Soon enough somebody will sell to the food industry when they print meat and Markforged will buy them as well or Stratasys — sorry, not Markforged, I mean Desktop Metal. If I said Markforged, I meant Desktop Metal. I’m sorry. Selling to all this. Markforged is actually the only company that’s focused other than Nano Dimension. Markforged is the exception lead showing the rule. So — and enabling Markforged is losing $16 million to $20 million a quarter, and they are focused and they are good. So one — if one asks me the direction it’s going, there is no other way than the direction we started to curve and we failed. So we moved back. Churchill moved back in Dunkirk as well. If he wouldn’t have pulled the forces in Dunkirk — Dunkirk in second World War, he wouldn’t have won the war three years later.

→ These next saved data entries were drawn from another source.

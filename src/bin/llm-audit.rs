#[path = "llm-audit/args.rs"]
mod args;
#[path = "llm-audit/commands.rs"]
mod commands;
#[path = "llm-audit/logging.rs"]
mod logging;

use clap::Parser;

#[tokio::main]
async fn main() -> anyhow::Result<()> {
    let args = args::CliArgs::parse();
    let _logger = logging::init_with_env(&args.log_level, None)?;
    commands::run(args).await
}
use std::any::Any;
use std::panic::AssertUnwindSafe;
use std::sync::Arc;
use std::time::Duration;

use futures::future::join_all;
use futures::FutureExt;

use crate::{
    adapter::ProviderAdapter,
    builder::build_adapters,
    config::{OrchestratorConfig, DEFAULT_PACING_DELAY_MS},
    error::LLMError,
    persistence::{JsonFileLogger, QueryLogEntry, QueryLogger},
    provider::ProviderId,
    result::{QueryResult, QueryResultSet},
};

/// Runs a prompt against every available provider at once.
pub struct Orchestrator {
    adapters: Vec<Box<dyn ProviderAdapter>>,
    logger: Option<Arc<dyn QueryLogger>>,
    pub(super) pacing_delay: Duration,
}

impl Orchestrator {
    /// Creates an orchestrator over the given adapters, without logging.
    ///
    /// Only the first adapter for each provider is kept.
    pub fn new(adapters: Vec<Box<dyn ProviderAdapter>>) -> Self {
        let mut kept: Vec<Box<dyn ProviderAdapter>> = Vec::with_capacity(adapters.len());
        for adapter in adapters {
            if kept.iter().any(|a| a.provider() == adapter.provider()) {
                log::warn!("Ignoring duplicate adapter for {}", adapter.provider());
                continue;
            }
            kept.push(adapter);
        }
        Self {
            adapters: kept,
            logger: None,
            pacing_delay: Duration::from_millis(DEFAULT_PACING_DELAY_MS),
        }
    }

    /// Builds adapters for every credentialed provider and, when enabled, a
    /// JSON file logger under `log_dir`.
    pub fn from_config(config: &OrchestratorConfig) -> Self {
        let mut orchestrator = Self::new(build_adapters(config))
            .pacing_delay(Duration::from_millis(config.pacing_delay_ms));
        if config.log_responses {
            orchestrator = orchestrator.logger(Arc::new(JsonFileLogger::new(&config.log_dir)));
        }
        orchestrator
    }

    /// Persists every fan-out through `logger`.
    pub fn logger(mut self, logger: Arc<dyn QueryLogger>) -> Self {
        self.logger = Some(logger);
        self
    }

    pub fn pacing_delay(mut self, delay: Duration) -> Self {
        self.pacing_delay = delay;
        self
    }

    /// Providers this orchestrator can reach.
    pub fn available_providers(&self) -> Vec<ProviderId> {
        self.adapters.iter().map(|a| a.provider()).collect()
    }

    /// Queries every available provider.
    pub async fn query(&self, prompt: &str) -> Result<QueryResultSet, LLMError> {
        self.query_all(prompt, None).await
    }

    /// Queries the available providers named in `providers` (all of them when
    /// `None`) concurrently and waits for every call to finish.
    ///
    /// Provider failures are reported inside the returned set. The only error
    /// is a blank prompt. A failed log write is reported at `warn` and does
    /// not affect the result.
    pub async fn query_all(
        &self,
        prompt: &str,
        providers: Option<&[ProviderId]>,
    ) -> Result<QueryResultSet, LLMError> {
        if prompt.trim().is_empty() {
            return Err(LLMError::InvalidRequest("prompt must not be empty".to_string()));
        }

        let futures = self
            .adapters
            .iter()
            .filter(|adapter| providers.map_or(true, |wanted| wanted.contains(&adapter.provider())))
            .map(|adapter| async move {
                let id = adapter.provider();
                (id, AssertUnwindSafe(adapter.query(prompt)).catch_unwind().await)
            });

        let results = self.collect_results(join_all(futures).await);

        if let Some(logger) = &self.logger {
            let entry = QueryLogEntry::new(prompt, &results);
            if let Err(err) = logger.record(&entry).await {
                log::warn!("Failed to log query results: {err}");
            }
        }

        Ok(results)
    }

    fn collect_results(
        &self,
        outcomes: Vec<(ProviderId, Result<QueryResult, Box<dyn Any + Send>>)>,
    ) -> QueryResultSet {
        outcomes
            .into_iter()
            .filter_map(|(id, outcome)| match outcome {
                Ok(result) => Some(result),
                Err(panic) => {
                    log::error!("Error in query for {id}: {}", panic_message(panic.as_ref()));
                    None
                }
            })
            .collect()
    }
}

fn panic_message(payload: &(dyn Any + Send)) -> &str {
    if let Some(msg) = payload.downcast_ref::<&str>() {
        msg
    } else if let Some(msg) = payload.downcast_ref::<String>() {
        msg
    } else {
        "adapter panicked"
    }
}

#[cfg(test)]
mod tests {
    use std::sync::Mutex;

    use async_trait::async_trait;

    use super::*;
    use crate::adapter::Completion;

    struct Echo(ProviderId);

    #[async_trait]
    impl ProviderAdapter for Echo {
        fn provider(&self) -> ProviderId {
            self.0
        }

        fn model(&self) -> &str {
            "echo"
        }

        async fn send(&self, prompt: &str) -> Result<Completion, LLMError> {
            Ok(Completion {
                text: format!("{}: {prompt}", self.0),
                tokens_used: 1,
            })
        }
    }

    struct Panics;

    #[async_trait]
    impl ProviderAdapter for Panics {
        fn provider(&self) -> ProviderId {
            ProviderId::Google
        }

        fn model(&self) -> &str {
            "broken"
        }

        async fn send(&self, _prompt: &str) -> Result<Completion, LLMError> {
            panic!("adapter bug")
        }
    }

    #[derive(Default)]
    struct Recorder(Mutex<Vec<(String, usize)>>);

    #[async_trait]
    impl QueryLogger for Recorder {
        async fn record(&self, entry: &QueryLogEntry<'_>) -> Result<(), LLMError> {
            self.0
                .lock()
                .unwrap()
                .push((entry.prompt.to_string(), entry.results.len()));
            Ok(())
        }
    }

    struct Failing;

    #[async_trait]
    impl QueryLogger for Failing {
        async fn record(&self, _entry: &QueryLogEntry<'_>) -> Result<(), LLMError> {
            Err(LLMError::LogWrite("disk full".to_string()))
        }
    }

    fn all_echo() -> Orchestrator {
        Orchestrator::new(
            ProviderId::ALL
                .into_iter()
                .map(|id| Box::new(Echo(id)) as Box<dyn ProviderAdapter>)
                .collect(),
        )
    }

    #[tokio::test]
    async fn restricts_to_requested_providers() {
        let results = all_echo()
            .query_all("ping", Some(&[ProviderId::Anthropic]))
            .await
            .unwrap();
        assert_eq!(results.providers().collect::<Vec<_>>(), vec![ProviderId::Anthropic]);
        assert_eq!(
            results.get(ProviderId::Anthropic).unwrap().response(),
            Some("anthropic: ping")
        );
    }

    #[tokio::test]
    async fn panicking_adapter_is_dropped_others_survive() {
        let adapters: Vec<Box<dyn ProviderAdapter>> =
            vec![Box::new(Echo(ProviderId::OpenAI)), Box::new(Panics)];
        let orchestrator = Orchestrator::new(adapters);
        let results = orchestrator.query("ping").await.unwrap();
        assert_eq!(results.len(), 1);
        assert!(results.contains(ProviderId::OpenAI));
        assert!(!results.contains(ProviderId::Google));
    }

    #[tokio::test]
    async fn blank_prompt_is_rejected() {
        let err = all_echo().query("  \n").await.unwrap_err();
        assert!(matches!(err, LLMError::InvalidRequest(_)));
    }

    #[tokio::test]
    async fn logger_sees_every_fan_out() {
        let recorder = Arc::new(Recorder::default());
        let orchestrator = all_echo().logger(recorder.clone());

        orchestrator.query("one").await.unwrap();
        orchestrator
            .query_all("two", Some(&[ProviderId::Google]))
            .await
            .unwrap();

        let seen = recorder.0.lock().unwrap().clone();
        assert_eq!(seen, vec![("one".to_string(), 3), ("two".to_string(), 1)]);
    }

    #[tokio::test]
    async fn log_failure_keeps_results() {
        let results = all_echo().logger(Arc::new(Failing)).query("ping").await.unwrap();
        assert_eq!(results.len(), 3);
    }

    #[test]
    fn duplicate_adapters_keep_the_first() {
        let adapters: Vec<Box<dyn ProviderAdapter>> = vec![
            Box::new(Echo(ProviderId::OpenAI)),
            Box::new(Echo(ProviderId::OpenAI)),
        ];
        let orchestrator = Orchestrator::new(adapters);
        assert_eq!(orchestrator.available_providers(), vec![ProviderId::OpenAI]);
    }

    #[test]
    fn from_config_without_keys_has_no_providers() {
        let orchestrator = Orchestrator::from_config(&OrchestratorConfig::default());
        assert!(orchestrator.available_providers().is_empty());
        assert!(orchestrator.logger.is_some());
        assert_eq!(orchestrator.pacing_delay, Duration::from_millis(500));
    }
}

So we moved back because we were wasting our time fighting types like Stratasys’ Board. And we’re moving ahead again and we will lead this and we will lead this also because our strategy is not based on only buying 3D printing companies. If you look at our presentations across the line, we are talking about cloud manufacturing. We’re talking about converting into a digital industry, which is managed through the cloud and through artificial intelligence. And the edge devices can be additive manufacturing, can be additive assembly. It can be a lot of other edge devices as long as they’re digital and can work in a high mix low-volume environment. So our strategy is not technology-based. It’s based on the principle of what kind of industry we want to make efficient and profitable.
And we will move forward, and as I mentioned earlier, we have already a few in the process since what is M&A and we’ll consolidate them on the principle of purchase and grow, not purchase and squeeze.